Now the duo is gearing up to demo their final project — a web app called OscarMike Condos (OMC) that aims to help identify Department of Veterans Affairs loan-approved condos that are for sale. It’s quite the transformation.
“Three months ago, I didn’t even know how to open up a command line terminal,” Ma reflects. “Now I’m building entirely functional web apps. The change still surprises me.”
So what’s that process of transformation like? And why OscarMike Condos? Ma and Douglas joined Technical.ly to reflect on the rewards and challenges of the bootcamp experience, and share what they’ve built.
OscarMike, so named for the military jargon denoting “on the move,” sets out to answer a simple question: which VA loan-approved condos are for sale? “You would think this already exists, but unfortunately the current process is tedious and inefficient,” Ma and Douglas told Technical.ly.
With OMC, though, current or former servicemembers searching to buy a condo can see what’s available with one click, rather than searching through, and comparing, Zillow and VA information by hand — an undoubtedly time-consuming process.
The site’s Ruby on Rails backend scrapes the VA website for all loan-approved condo buildings, formats the addresses through the Google Geocoder API and then filters through the Zillow API. Easy.
Ma and Douglas were inspired to create OMC based on Ma’s experience searching for a condo with her boyfriend, who is active duty Navy, and Douglas’ recent experience purchasing a home. But the duo also felt the tug of an unfilled niche. “We were surprised that something like OMC didn’t already exist, which is why we decided to build it,” they said.
Building OMC wasn’t just a question of writing the code and working with difficult VA data, however (though this was certainly also the case). As new programmers, Ma and Douglas were learning almost everything from the ground up.
“One of the greatest challenges was trying to mold my thinking to fit that of a computer programmer,” Ma told Technical.ly. “There have been lectures and assignments where I could almost feel my brain processes changing to use logic I had probably never engaged before. It’s like when you work out a muscle that you didn’t even know existed. But when you get it, that feeling is about as rewarding as it gets.”
Douglas felt similarly: “At times, I doubted if I would ever really make the leap from novice programmer to professional,” he reflected. However, there was always a reward to be found in the sheer experience of learning. “No matter whether I had a good day, a hard day, a successful day, or a frustrating day, I knew that I had learned something that day.”
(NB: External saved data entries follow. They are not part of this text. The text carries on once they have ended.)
pub(crate) mod heart;
use crate::foundation::core::Point;
use std::f64::consts::TAU;

/// Default number of parameter steps; the outline then holds `DEFAULT_STEPS + 1` points.
pub const DEFAULT_STEPS: usize = 200;

/// The heart spans roughly 32 scale units across, so `min(w, h) / 40` leaves a margin.
const SCALE_DIVISOR: f64 = 40.0;

/// Placement of the heart on a surface: center plus curve scale, both in logical pixels.
#[derive(Clone, Copy, Debug, PartialEq, serde::Serialize, serde::Deserialize)]
pub struct HeartLayout {
    /// Curve center.
    pub center: Point,
    /// Multiplier applied to the unit heart curve.
    pub scale: f64,
}

impl HeartLayout {
    /// Center the heart on a `width x height` logical surface and size it to fit.
    pub fn for_surface(width: f64, height: f64) -> Self {
        Self {
            center: Point::new(width / 2.0, height / 2.0),
            scale: width.min(height) / SCALE_DIVISOR,
        }
    }

    /// Generate the outline with [`DEFAULT_STEPS`].
    pub fn outline(self) -> HeartOutline {
        generate_heart_outline(self.center, self.scale, DEFAULT_STEPS)
    }
}

/// Ordered points tracing one closed heart curve.
///
/// Consecutive points form the segments that get revealed one per frame while drawing.
#[derive(Clone, Debug, PartialEq, serde::Serialize, serde::Deserialize)]
pub struct HeartOutline {
    points: Vec<Point>,
}

impl HeartOutline {
    /// All points in curve order.
    pub fn points(&self) -> &[Point] {
        &self.points
    }

    /// Number of points.
    pub fn len(&self) -> usize {
        self.points.len()
    }

    /// `true` when the outline has no points.
    pub fn is_empty(&self) -> bool {
        self.points.is_empty()
    }

    /// Number of line segments between consecutive points.
    pub fn segment_count(&self) -> usize {
        self.points.len().saturating_sub(1)
    }

    /// Segment `i`, from point `i` to point `i + 1`.
    pub fn segment(&self, i: usize) -> Option<(Point, Point)> {
        let a = *self.points.get(i)?;
        let b = *self.points.get(i + 1)?;
        Some((a, b))
    }

    /// Iterate segments in curve order.
    pub fn segments(&self) -> impl Iterator<Item = (Point, Point)> + '_ {
        self.points.windows(2).map(|w| (w[0], w[1]))
    }
}

/// Evaluate the heart curve at parameter `t` (radians).
pub fn heart_point(center: Point, scale: f64, t: f64) -> Point {
    let x = 16.0 * t.sin().powi(3);
    let y = 13.0 * t.cos() - 5.0 * (2.0 * t).cos() - 2.0 * (3.0 * t).cos() - (4.0 * t).cos();
    // Screen space grows downward, so the curve's y is flipped.
    Point::new(center.x + scale * x, center.y - scale * y)
}

/// Sample the heart curve at `steps + 1` evenly spaced parameters over `[0, 2*pi]`.
///
/// Both ends are included, so the first and last points coincide and the outline is closed.
/// `steps == 0` yields the single point at `t = 0`. A non-positive `scale` collapses or mirrors
/// the curve around `center` without failing.
#[tracing::instrument(level = "debug")]
pub fn generate_heart_outline(center: Point, scale: f64, steps: usize) -> HeartOutline {
    let points = (0..=steps)
        .map(|i| {
            let t = if steps == 0 {
                0.0
            } else {
                (i as f64 / steps as f64) * TAU
            };
            heart_point(center, scale, t)
        })
        .collect();
    HeartOutline { points }
}

#[cfg(test)]
#[path = "../../tests/unit/geometry/heart.rs"]
mod tests;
OMC is currently in proof-of-concept stage with D.C. as a test market. Ultimately, however, the duo would love to make the site “a one stop shop for those hoping to utilize a VA loan.” Ma and Douglas, graduates of the front-end and back-end engineering courses respectively, told Technical.ly they are aiming to release a nation-wide beta of OMC on Veterans Day, November 11.
Despite how far they’ve has come in three months, though, there’s still a lot of work to be done.